Fought during the summer and early fall of 1940, the Battle of Britain was one of the most pivotal stages of World War II. But what if the RAF had been defeated?
Would a German invasion soon follow? Would he have succeeded? Dr Charlie Hall at the University of Kent predicts what might have happened next.
The Battle of Britain was one of the most important and dramatic events of WWII.
Fought in the skies over Kent and southern England between the German Luftwaffe, which sought to secure air supremacy over the British Isles, as a necessary precursor to the invasion, and the Royal Air Force .
The RAF was ultimately victorious and forced the Luftwaffe to change tactics, moving away from targeting airfields and aircraft factories and instead starting the heavy bombardment of large cities, known as the Blitz.
Many see it as a turning point in the war.
The Battle of Britain marked the first serious defeat Germany had suffered on the ground and it enabled Britain to live on to lead the fight against the Nazis in due course.
But what would have happened if the battle had not resulted in a British victory?
Had the Luftwaffe achieved air supremacy over Britain, it would have allowed serious preparations for an invasion of the United Kingdom.
This was reportedly initiated from sites in northern France and Belgium, with key beachheads established at four locations along the south coast of England: between Folkestone and New Romney, between Rye and Hastings, between Bexhill and Eastbourne, and between Beachy Head and Brighton.
German paratroopers are said to have landed north of Hythe to seize Lympne airfield and the bridges over the Royal Military Canal.
This was reportedly followed by vicious fighting throughout Kent and Sussex as German forces sought to capture the main ports of Folkestone and Newhaven, so that more troops and supplies could be brought ashore to support the invasion.
If they had been able to seize these vital entry points, a growing German force would then have moved towards London as the British Army, backed by the Home Guard, fought to prevent them.
It would have been all the more terrifying since the Luftwaffe had full control of the air and could attack ground targets at will.
Major urban centers, such as Canterbury and Maidstone, would likely have suffered heavy shelling and bombardment, followed by intense street fighting.
It is, however, possible that German forces made efforts to avoid damage to important cultural sites, such as Canterbury Cathedral.
Beyond these first objectives, it becomes very difficult to imagine what would have happened next.

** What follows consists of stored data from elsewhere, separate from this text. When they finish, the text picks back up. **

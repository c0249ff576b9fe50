//! Identifier types used throughout the mount.
//!
//! Transactions use UUID v7 so that log lines sort by creation time.

use crate::Error;
use serde::{Deserialize, Serialize};
use std::fmt;
use std::net::SocketAddr;
use std::str::FromStr;
use uuid::Uuid;

/// Identity of a remote device: its topology name plus the address the
/// master connects to. Immutable; used as the routing and log key.
#[derive(Debug, Clone, PartialEq, Eq, Hash, Serialize, Deserialize)]
pub struct DeviceId {
    name: String,
    address: SocketAddr,
}

impl DeviceId {
    /// Creates a device identity.
    pub fn new(name: impl Into<String>, address: SocketAddr) -> Self {
        Self {
            name: name.into(),
            address,
        }
    }

    /// The device's topology name.
    pub fn name(&self) -> &str {
        &self.name
    }

    /// The address of the device.
    pub fn address(&self) -> SocketAddr {
        self.address
    }
}

impl fmt::Display for DeviceId {
    fn fmt(&self, f: &mut fmt::Formatter<'_>) -> fmt::Result {
        write!(f, "RemoteDevice{{{}}}", self.name)
    }
}

/// Unique identifier for one transaction proxy.
#[derive(Debug, Clone, Copy, PartialEq, Eq, Hash, Serialize, Deserialize)]
#[serde(transparent)]
pub struct TransactionId(Uuid);

impl TransactionId {
    /// Creates a new transaction ID with the current timestamp.
    #[must_use]
    pub fn new() -> Self {
        Self(Uuid::now_v7())
    }

    /// Returns the underlying UUID.
    #[must_use]
    pub const fn as_uuid(&self) -> Uuid {
        self.0
    }
}

impl Default for TransactionId {
    fn default() -> Self {
        Self::new()
    }
}

impl fmt::Display for TransactionId {
    fn fmt(&self, f: &mut fmt::Formatter<'_>) -> fmt::Result {
        write!(f, "{}", self.0)
    }
}

impl FromStr for TransactionId {
    type Err = uuid::Error;

    fn from_str(s: &str) -> std::result::Result<Self, Self::Err> {
        Ok(Self(Uuid::parse_str(s)?))
    }
}

/// Identifies one schema source (a model module), optionally pinned to a
/// revision. Written as `name` or `name@revision`.
#[derive(Debug, Clone, PartialEq, Eq, Hash, PartialOrd, Ord, Serialize, Deserialize)]
pub struct SourceId {
    name: String,
    revision: Option<String>,
}

impl SourceId {
    /// Creates a source identifier without a revision.
    pub fn new(name: impl Into<String>) -> Self {
        Self {
            name: name.into(),
            revision: None,
        }
    }

    /// Pins the identifier to a revision.
    pub fn with_revision(mut self, revision: impl Into<String>) -> Self {
        self.revision = Some(revision.into());
        self
    }

    /// Module name.
    pub fn name(&self) -> &str {
        &self.name
    }

    /// Revision, if pinned.
    pub fn revision(&self) -> Option<&str> {
        self.revision.as_deref()
    }
}

impl fmt::Display for SourceId {
    fn fmt(&self, f: &mut fmt::Formatter<'_>) -> fmt::Result {
        match &self.revision {
            Some(rev) => write!(f, "{}@{}", self.name, rev),
            None => write!(f, "{}", self.name),
        }
    }
}

impl FromStr for SourceId {
    type Err = Error;

    fn from_str(s: &str) -> std::result::Result<Self, Self::Err> {
        let (name, revision) = match s.split_once('@') {
            Some((name, rev)) => (name, Some(rev)),
            None => (s, None),
        };
        if name.is_empty() || revision.is_some_and(str::is_empty) {
            return Err(Error::InvalidSource(s.to_string()));
        }
        Ok(Self {
            name: name.to_string(),
            revision: revision.map(str::to_string),
        })
    }
}

/// A module-qualified name, written `module:local`.
#[derive(Debug, Clone, PartialEq, Eq, Hash, Serialize, Deserialize)]
pub struct QName {
    module: String,
    local: String,
}

impl QName {
    /// Creates a qualified name.
    pub fn new(module: impl Into<String>, local: impl Into<String>) -> Self {
        Self {
            module: module.into(),
            local: local.into(),
        }
    }

    /// The owning module.
    pub fn module(&self) -> &str {
        &self.module
    }

    /// The local name inside the module.
    pub fn local(&self) -> &str {
        &self.local
    }
}

impl fmt::Display for QName {
    fn fmt(&self, f: &mut fmt::Formatter<'_>) -> fmt::Result {
        write!(f, "{}:{}", self.module, self.local)
    }
}

impl FromStr for QName {
    type Err = Error;

    fn from_str(s: &str) -> std::result::Result<Self, Self::Err> {
        match s.split_once(':') {
            Some((module, local)) if !module.is_empty() && !local.is_empty() => {
                Ok(Self::new(module, local))
            }
            _ => Err(Error::InvalidQName(s.to_string())),
        }
    }
}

If German military victories elsewhere in Europe during this period were anything to say, it is quite possible that they would have progressed well towards London, but the capture of the city itself would have posed a colossal challenge.
It’s even harder to visualize what Germany’s final victory in Britain would have looked like.
Britain may have surrendered and become a German ally, or it may have been split in two, as France was, with an occupied south and an unoccupied north.
Churchill and his colleagues would have been removed from their posts and a British government could well have been formed under Oswald Mosley, the leader of the British Union of Fascists.
Rumors suggest that Edward VIII, who had abdicated in 1936 and had shown possible Nazi sympathies in the past, would have been returned to the throne, but this is highly unlikely.
However, it should also be noted that, even with air supremacy assured, a sea invasion of Britain would have been extremely difficult, especially given the size and power of the Royal Navy guarding the English Channel.
Coastal defenses in Kent and the tenacity of the local defenders would have made it doubly difficult.
Instead, the German forces, now unopposed in the air, could have opted for a more comprehensive bombing campaign, which, by focusing on ports and other logistical objectives, could have brought Britain out of the war. by starvation and lack of vital supplies.
In either case, with Britain defeated, American entry into the war against Germany would have become even less likely and German forces would have been free to devote more resources to the invasion of the Soviet Union, perhaps leading to a different result on this theater.
As such, victory in the Battle of Britain allowed the nation and its empire to continue fighting at a critical time and building the Grand Alliance that ultimately destroyed the Nazi regime.
This is the second of our What If features on KentOnline. Last week we took a look at what would have happened if Thomas Becket had not been assassinated, and next Monday we’ll explore what would happen if the Romans hadn’t arrived in Kent.
Dr Charlie Hall is Senior Lecturer in Modern European History at the University of Kent. His research focuses on
on Britain’s relations with the Third Reich and British interpretations of Nazism from the Beer Hall putsch to the present day.